Where in the data below does the word "NotFound" appear? Copy each line that holds it.

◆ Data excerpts

--*--

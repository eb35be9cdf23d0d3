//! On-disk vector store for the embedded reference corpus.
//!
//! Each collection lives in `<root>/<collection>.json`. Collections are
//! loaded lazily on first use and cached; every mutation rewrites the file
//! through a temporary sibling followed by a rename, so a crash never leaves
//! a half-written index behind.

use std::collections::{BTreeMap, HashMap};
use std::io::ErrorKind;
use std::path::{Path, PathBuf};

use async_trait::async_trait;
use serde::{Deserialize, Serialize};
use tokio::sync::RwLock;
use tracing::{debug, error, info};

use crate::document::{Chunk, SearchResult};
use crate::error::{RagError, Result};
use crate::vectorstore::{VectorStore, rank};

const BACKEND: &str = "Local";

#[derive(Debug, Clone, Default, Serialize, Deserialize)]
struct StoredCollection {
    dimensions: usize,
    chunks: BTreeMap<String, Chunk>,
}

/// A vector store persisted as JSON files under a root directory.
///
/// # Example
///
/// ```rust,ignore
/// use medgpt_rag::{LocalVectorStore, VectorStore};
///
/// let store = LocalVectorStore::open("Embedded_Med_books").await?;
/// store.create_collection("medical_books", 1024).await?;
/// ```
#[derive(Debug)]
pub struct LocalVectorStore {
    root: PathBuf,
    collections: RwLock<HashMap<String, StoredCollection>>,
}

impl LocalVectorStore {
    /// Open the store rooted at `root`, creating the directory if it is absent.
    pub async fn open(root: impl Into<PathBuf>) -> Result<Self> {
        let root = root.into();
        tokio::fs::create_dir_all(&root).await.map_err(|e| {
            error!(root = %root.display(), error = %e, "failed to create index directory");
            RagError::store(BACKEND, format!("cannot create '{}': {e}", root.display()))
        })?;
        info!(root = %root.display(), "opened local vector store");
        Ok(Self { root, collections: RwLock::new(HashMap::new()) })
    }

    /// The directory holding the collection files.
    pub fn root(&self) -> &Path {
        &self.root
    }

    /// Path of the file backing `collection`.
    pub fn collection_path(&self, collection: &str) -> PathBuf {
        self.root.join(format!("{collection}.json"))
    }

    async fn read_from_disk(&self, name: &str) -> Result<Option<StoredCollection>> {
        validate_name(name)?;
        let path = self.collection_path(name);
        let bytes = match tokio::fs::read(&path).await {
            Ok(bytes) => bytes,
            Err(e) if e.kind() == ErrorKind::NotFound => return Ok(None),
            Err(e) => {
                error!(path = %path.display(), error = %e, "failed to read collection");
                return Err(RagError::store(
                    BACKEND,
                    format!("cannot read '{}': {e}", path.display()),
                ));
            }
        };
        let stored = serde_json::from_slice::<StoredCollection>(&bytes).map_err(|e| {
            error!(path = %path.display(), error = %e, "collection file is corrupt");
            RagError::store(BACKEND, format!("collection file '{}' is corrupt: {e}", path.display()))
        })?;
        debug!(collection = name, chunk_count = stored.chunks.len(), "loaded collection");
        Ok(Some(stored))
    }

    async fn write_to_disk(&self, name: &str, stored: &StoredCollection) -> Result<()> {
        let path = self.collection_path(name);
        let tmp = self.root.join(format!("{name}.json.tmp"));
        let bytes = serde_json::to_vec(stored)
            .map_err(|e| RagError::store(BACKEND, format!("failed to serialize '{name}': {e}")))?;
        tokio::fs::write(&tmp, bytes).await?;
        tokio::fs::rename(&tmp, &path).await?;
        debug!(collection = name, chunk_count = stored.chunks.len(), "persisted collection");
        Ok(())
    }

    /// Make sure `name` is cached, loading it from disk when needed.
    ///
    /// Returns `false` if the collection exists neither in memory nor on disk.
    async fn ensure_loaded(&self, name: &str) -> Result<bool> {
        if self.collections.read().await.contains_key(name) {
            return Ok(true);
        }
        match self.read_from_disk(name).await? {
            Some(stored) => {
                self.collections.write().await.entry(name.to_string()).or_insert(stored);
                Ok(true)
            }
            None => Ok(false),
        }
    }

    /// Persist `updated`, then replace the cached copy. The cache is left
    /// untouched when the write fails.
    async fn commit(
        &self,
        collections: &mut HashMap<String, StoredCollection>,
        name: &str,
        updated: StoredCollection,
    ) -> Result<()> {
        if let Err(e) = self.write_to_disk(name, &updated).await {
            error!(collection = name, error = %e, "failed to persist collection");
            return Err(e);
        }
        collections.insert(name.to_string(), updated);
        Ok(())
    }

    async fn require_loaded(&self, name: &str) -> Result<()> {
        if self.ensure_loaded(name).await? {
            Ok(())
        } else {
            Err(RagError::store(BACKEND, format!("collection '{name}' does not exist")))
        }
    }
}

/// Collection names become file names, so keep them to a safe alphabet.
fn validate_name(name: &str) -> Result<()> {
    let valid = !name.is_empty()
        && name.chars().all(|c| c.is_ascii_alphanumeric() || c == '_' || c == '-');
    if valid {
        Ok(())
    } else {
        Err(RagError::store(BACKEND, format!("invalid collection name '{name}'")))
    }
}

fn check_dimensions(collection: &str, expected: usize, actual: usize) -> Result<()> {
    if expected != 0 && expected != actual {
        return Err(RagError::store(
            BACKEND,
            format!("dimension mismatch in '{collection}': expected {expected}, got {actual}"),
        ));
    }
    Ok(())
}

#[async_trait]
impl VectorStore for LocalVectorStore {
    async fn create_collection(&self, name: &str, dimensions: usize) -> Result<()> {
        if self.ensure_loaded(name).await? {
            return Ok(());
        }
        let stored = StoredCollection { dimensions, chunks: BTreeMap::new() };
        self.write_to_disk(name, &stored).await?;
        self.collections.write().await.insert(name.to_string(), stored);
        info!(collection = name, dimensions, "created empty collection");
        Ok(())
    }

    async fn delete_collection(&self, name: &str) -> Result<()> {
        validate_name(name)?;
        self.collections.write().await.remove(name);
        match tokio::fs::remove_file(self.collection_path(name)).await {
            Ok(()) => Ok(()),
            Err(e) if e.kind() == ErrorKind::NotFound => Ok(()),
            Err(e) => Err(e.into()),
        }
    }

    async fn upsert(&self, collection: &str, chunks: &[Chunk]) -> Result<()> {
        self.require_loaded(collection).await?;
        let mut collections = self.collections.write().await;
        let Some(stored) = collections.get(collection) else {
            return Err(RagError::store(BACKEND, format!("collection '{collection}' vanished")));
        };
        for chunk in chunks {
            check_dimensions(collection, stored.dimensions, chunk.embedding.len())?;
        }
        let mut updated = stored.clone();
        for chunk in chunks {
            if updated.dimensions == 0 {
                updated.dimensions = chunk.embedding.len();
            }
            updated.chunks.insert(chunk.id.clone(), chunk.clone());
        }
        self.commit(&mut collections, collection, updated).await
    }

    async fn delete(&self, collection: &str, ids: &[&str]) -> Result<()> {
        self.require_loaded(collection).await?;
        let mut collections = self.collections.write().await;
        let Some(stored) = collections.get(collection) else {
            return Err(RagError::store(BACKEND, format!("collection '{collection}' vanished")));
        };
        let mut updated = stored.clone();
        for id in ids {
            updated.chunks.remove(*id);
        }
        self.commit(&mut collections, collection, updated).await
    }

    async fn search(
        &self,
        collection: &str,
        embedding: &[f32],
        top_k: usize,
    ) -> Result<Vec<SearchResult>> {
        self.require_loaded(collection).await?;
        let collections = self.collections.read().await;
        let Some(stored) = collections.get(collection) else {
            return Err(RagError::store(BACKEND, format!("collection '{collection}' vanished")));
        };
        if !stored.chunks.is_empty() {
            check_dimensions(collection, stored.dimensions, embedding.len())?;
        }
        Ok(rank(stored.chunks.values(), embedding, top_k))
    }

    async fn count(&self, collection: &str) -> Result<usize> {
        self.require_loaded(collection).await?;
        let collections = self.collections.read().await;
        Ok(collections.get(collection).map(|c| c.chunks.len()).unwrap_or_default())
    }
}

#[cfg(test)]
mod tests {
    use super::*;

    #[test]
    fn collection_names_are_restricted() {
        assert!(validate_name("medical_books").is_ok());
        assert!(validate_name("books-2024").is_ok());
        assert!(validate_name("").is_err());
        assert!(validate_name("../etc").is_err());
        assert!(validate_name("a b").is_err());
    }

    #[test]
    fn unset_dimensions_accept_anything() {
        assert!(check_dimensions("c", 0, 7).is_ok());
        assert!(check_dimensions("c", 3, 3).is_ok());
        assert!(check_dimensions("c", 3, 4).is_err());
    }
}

--*--

◆ Output
            Err(e) if e.kind() == ErrorKind::NotFound => return Ok(None),
            Err(e) if e.kind() == ErrorKind::NotFound => Ok(()),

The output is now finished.